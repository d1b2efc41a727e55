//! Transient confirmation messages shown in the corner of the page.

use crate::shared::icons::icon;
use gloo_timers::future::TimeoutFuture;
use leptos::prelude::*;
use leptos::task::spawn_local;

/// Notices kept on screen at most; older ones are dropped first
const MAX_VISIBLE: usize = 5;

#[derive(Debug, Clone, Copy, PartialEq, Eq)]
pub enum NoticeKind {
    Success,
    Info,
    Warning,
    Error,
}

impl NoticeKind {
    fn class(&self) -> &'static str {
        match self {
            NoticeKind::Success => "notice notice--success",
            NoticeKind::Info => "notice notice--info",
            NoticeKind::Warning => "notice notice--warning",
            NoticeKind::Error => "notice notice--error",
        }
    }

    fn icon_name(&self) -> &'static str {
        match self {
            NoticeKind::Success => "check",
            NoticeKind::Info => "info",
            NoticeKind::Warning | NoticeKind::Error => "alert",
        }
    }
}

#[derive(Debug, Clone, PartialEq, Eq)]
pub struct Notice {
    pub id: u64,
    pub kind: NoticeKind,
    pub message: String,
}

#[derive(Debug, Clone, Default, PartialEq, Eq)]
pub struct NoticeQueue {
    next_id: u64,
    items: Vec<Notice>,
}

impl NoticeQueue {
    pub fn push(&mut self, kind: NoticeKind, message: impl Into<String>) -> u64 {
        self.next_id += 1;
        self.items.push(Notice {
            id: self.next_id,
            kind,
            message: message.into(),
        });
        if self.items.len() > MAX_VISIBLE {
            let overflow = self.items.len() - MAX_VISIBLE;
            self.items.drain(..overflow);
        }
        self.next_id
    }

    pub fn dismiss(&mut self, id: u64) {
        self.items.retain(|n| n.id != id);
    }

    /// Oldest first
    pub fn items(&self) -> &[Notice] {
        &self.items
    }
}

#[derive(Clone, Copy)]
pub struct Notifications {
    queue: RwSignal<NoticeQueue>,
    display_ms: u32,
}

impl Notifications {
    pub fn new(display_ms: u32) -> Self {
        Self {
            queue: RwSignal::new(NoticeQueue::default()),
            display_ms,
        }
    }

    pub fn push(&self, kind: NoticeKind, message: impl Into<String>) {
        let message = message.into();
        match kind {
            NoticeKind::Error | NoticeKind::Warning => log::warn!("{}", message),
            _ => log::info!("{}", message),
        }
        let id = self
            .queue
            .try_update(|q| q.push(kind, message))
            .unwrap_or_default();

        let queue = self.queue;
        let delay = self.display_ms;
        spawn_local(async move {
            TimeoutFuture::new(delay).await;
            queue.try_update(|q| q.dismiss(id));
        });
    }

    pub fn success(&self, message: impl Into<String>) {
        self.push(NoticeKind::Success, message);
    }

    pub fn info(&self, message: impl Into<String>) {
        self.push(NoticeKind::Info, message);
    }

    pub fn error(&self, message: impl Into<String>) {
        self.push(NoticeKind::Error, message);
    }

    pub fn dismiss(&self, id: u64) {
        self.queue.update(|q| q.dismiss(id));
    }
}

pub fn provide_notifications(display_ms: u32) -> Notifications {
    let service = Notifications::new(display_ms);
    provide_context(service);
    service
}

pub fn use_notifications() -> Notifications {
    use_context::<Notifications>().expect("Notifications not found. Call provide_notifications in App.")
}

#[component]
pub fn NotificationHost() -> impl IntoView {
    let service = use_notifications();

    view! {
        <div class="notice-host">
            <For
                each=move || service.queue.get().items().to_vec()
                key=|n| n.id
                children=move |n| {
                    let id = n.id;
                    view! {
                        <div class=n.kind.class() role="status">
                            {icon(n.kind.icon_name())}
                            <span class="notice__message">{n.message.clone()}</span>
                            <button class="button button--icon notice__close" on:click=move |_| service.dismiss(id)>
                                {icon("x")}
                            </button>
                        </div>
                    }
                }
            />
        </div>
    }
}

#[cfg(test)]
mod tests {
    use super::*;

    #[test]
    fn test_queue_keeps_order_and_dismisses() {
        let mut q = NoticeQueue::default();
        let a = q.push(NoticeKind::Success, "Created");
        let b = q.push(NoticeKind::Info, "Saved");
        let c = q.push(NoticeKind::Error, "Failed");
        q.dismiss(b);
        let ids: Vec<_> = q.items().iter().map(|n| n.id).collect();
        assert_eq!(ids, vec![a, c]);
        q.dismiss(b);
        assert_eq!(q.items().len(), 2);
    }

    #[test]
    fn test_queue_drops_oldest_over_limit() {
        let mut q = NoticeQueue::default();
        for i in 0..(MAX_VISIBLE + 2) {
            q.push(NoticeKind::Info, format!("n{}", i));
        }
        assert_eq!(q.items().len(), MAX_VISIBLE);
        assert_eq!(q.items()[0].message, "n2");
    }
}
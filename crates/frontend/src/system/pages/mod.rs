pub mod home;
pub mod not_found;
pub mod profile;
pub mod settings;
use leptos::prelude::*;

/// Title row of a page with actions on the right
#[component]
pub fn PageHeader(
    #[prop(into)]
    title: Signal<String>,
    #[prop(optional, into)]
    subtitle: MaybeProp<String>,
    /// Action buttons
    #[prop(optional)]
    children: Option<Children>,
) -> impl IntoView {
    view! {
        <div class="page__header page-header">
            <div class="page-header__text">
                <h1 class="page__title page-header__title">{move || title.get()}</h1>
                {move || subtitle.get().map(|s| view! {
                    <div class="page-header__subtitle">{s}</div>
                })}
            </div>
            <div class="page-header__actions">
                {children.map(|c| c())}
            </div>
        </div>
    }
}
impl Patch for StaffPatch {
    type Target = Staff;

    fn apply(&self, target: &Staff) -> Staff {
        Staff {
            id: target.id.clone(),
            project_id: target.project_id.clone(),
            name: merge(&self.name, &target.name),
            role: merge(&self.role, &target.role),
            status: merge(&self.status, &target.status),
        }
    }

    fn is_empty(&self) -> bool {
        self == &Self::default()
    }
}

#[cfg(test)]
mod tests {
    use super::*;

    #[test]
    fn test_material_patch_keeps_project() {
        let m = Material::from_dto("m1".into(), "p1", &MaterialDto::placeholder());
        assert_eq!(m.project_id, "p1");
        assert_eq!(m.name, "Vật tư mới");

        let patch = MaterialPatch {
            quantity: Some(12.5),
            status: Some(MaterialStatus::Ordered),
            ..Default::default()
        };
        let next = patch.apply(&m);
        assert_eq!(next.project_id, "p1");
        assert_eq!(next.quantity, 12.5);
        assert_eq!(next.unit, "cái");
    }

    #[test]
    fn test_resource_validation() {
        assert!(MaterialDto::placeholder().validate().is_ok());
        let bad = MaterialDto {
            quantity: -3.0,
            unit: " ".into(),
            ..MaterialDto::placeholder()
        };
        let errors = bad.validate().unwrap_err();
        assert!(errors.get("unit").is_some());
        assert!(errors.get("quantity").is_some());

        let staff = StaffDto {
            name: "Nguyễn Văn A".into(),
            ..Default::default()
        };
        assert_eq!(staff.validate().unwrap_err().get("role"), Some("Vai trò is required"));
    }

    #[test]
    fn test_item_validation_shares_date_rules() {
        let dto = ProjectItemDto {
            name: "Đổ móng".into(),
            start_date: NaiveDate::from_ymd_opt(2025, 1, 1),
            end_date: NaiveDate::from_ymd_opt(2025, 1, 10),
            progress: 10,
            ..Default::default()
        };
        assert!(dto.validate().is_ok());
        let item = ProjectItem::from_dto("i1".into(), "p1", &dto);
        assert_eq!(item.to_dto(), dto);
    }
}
+ + +
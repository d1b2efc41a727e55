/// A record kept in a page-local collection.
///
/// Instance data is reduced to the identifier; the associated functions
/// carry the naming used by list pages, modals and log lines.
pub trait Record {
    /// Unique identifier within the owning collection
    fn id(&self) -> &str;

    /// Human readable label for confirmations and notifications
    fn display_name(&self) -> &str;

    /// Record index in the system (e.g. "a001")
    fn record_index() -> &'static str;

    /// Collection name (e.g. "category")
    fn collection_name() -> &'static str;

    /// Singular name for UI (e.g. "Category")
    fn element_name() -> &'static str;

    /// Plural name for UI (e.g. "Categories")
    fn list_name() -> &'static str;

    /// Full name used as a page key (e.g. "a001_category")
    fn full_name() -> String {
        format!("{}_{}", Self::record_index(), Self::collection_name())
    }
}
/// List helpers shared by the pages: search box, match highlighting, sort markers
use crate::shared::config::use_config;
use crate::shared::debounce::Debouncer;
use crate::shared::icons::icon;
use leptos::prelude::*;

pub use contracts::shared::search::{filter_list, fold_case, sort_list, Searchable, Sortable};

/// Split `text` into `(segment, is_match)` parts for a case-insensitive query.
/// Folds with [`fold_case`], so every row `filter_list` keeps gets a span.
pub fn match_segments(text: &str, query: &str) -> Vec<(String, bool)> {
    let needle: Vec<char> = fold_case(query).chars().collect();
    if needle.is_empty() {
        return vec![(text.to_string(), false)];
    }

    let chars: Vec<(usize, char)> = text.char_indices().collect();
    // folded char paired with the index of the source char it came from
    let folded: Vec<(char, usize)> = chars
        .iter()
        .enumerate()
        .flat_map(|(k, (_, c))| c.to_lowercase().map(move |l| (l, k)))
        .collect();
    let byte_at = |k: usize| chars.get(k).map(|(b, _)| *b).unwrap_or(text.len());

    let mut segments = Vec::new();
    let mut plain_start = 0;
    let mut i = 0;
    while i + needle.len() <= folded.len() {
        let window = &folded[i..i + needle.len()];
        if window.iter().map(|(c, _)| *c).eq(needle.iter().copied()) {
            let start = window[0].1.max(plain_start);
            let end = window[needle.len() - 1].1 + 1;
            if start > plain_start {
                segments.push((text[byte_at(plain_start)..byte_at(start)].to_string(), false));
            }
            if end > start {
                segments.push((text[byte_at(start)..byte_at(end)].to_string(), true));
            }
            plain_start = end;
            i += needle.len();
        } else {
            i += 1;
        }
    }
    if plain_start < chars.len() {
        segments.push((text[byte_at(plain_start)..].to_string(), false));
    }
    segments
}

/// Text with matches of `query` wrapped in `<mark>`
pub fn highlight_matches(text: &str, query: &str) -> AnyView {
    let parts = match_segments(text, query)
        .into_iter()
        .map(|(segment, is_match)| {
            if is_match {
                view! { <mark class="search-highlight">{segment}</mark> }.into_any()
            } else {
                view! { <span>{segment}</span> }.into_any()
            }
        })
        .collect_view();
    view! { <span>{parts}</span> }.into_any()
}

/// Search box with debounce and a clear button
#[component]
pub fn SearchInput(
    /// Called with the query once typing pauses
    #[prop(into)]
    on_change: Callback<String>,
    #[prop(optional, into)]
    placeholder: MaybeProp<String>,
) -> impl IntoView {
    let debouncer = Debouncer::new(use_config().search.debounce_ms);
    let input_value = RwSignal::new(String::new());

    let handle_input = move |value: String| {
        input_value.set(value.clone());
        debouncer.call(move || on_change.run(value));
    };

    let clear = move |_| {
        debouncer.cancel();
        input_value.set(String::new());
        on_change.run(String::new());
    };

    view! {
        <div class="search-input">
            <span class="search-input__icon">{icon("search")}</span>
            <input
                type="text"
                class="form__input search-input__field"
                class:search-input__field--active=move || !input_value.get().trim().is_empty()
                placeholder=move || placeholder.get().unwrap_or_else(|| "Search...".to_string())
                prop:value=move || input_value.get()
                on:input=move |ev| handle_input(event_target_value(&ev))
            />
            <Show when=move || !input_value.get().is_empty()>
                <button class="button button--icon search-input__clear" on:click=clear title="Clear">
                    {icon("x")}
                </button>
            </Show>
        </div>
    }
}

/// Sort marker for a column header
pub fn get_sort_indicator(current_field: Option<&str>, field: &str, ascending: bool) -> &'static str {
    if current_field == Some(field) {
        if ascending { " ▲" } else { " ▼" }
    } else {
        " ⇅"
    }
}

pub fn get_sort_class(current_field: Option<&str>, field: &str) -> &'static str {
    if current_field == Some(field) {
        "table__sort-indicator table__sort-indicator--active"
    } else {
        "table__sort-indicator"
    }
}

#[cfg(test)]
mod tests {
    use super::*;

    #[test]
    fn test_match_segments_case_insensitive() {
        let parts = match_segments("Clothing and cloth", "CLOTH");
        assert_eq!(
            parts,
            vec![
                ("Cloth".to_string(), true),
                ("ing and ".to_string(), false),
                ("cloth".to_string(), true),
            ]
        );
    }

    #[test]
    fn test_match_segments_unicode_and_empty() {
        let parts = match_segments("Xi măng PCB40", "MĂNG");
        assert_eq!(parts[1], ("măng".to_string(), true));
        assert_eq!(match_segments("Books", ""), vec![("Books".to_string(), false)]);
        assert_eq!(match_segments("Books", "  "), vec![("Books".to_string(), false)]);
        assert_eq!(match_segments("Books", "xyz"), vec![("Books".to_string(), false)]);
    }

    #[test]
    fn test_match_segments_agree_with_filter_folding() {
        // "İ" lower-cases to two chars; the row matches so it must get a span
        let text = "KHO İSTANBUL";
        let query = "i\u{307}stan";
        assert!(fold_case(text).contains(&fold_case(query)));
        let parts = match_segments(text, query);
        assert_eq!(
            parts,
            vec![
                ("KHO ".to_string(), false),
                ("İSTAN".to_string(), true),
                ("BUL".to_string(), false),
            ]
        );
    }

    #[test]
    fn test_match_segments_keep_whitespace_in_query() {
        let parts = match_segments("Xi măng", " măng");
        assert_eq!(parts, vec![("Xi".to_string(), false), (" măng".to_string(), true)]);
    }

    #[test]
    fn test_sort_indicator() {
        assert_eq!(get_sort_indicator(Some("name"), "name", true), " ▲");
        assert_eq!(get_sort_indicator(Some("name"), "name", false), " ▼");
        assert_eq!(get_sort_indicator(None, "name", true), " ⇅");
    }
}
+ + +
### DIRECTIONS FOR THIS TASK
Copy out each line of the data that holds the string "TimeoutFuture".

### SOLUTION BELOW
use gloo_timers::future::TimeoutFuture;
            TimeoutFuture::new(delay).await;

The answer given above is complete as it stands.